*Exercise details*:
Print exactly those lines that run from the beginning of the data to the line bearing "usize, message: ServerMessage", inclusive.

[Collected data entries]
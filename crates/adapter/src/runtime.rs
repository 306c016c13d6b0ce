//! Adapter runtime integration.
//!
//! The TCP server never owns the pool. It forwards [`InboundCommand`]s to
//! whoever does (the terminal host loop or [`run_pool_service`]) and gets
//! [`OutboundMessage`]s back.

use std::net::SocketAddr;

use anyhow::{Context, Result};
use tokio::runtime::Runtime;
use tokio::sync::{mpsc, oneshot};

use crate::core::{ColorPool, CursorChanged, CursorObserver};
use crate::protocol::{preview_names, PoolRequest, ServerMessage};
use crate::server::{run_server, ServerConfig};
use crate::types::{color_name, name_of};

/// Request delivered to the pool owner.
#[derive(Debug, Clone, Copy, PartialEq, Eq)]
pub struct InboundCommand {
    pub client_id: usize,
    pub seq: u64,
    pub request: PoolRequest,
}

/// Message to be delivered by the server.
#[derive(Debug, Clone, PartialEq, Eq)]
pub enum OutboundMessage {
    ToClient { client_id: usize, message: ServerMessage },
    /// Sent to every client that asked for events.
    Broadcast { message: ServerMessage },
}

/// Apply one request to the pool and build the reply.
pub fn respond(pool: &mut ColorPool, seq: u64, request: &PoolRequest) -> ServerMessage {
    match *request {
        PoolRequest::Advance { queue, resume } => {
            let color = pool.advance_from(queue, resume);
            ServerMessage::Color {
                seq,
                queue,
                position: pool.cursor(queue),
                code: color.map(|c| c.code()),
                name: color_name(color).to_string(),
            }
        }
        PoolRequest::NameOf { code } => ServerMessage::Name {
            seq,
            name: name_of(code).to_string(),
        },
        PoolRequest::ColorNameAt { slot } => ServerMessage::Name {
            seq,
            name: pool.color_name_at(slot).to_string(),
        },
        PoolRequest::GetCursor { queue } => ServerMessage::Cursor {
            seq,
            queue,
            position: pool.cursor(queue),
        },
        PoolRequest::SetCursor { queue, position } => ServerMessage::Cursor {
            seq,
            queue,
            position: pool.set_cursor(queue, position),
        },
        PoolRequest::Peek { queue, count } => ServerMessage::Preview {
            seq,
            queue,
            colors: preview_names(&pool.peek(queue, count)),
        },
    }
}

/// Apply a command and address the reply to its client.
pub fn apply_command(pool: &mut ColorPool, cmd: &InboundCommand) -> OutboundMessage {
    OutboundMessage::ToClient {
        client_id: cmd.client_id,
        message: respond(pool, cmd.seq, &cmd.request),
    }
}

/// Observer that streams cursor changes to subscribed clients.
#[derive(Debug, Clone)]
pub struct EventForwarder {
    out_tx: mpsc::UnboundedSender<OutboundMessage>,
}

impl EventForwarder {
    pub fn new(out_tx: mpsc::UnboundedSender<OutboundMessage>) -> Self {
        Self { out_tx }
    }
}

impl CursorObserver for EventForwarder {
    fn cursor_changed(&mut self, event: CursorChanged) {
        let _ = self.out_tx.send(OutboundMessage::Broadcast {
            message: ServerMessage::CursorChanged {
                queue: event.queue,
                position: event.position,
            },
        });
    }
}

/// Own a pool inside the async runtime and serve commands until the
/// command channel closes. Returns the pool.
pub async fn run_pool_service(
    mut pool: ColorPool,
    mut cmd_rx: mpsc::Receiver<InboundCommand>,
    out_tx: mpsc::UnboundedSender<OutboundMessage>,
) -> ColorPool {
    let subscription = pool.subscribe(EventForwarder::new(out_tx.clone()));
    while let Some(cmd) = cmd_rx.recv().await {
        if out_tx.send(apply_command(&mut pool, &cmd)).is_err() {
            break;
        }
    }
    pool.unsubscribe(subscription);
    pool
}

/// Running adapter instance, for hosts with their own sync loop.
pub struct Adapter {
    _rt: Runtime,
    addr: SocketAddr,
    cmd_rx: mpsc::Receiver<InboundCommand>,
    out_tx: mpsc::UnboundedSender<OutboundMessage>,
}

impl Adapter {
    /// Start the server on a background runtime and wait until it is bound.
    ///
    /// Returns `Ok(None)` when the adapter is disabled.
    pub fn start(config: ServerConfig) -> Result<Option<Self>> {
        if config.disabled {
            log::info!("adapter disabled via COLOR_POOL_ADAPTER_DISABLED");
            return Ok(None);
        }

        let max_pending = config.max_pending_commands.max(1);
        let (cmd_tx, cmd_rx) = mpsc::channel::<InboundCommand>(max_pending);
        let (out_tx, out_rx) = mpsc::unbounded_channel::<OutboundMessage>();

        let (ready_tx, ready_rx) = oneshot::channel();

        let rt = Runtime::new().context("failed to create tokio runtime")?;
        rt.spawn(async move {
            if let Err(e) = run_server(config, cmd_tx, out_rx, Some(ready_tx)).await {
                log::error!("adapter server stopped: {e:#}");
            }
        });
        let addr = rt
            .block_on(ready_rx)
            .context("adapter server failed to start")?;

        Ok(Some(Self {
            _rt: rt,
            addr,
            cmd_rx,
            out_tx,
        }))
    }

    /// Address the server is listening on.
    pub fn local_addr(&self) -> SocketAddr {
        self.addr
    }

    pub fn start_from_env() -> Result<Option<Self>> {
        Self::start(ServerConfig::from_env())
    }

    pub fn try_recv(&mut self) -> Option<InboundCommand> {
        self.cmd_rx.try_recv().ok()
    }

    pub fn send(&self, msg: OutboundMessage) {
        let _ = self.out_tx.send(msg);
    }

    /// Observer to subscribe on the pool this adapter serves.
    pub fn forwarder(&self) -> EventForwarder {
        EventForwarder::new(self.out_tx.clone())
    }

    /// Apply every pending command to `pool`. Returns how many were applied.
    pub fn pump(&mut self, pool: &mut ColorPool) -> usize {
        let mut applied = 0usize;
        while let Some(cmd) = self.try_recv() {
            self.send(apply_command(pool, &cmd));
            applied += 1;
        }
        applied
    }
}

*Solution to this problem*:
filename crates/adapter/src/runtime.rs
repository 306c016c13d6b0ce
//! Adapter runtime integration.
//!
//! The TCP server never owns the pool. It forwards [`InboundCommand`]s to
//! whoever does (the terminal host loop or [`run_pool_service`]) and gets
//! [`OutboundMessage`]s back.

use std::net::SocketAddr;

use anyhow::{Context, Result};
use tokio::runtime::Runtime;
use tokio::sync::{mpsc, oneshot};

use crate::core::{ColorPool, CursorChanged, CursorObserver};
use crate::protocol::{preview_names, PoolRequest, ServerMessage};
use crate::server::{run_server, ServerConfig};
use crate::types::{color_name, name_of};

/// Request delivered to the pool owner.
#[derive(Debug, Clone, Copy, PartialEq, Eq)]
pub struct InboundCommand {
    pub client_id: usize,
    pub seq: u64,
    pub request: PoolRequest,
}

/// Message to be delivered by the server.
#[derive(Debug, Clone, PartialEq, Eq)]
pub enum OutboundMessage {
    ToClient { client_id: usize, message: ServerMessage },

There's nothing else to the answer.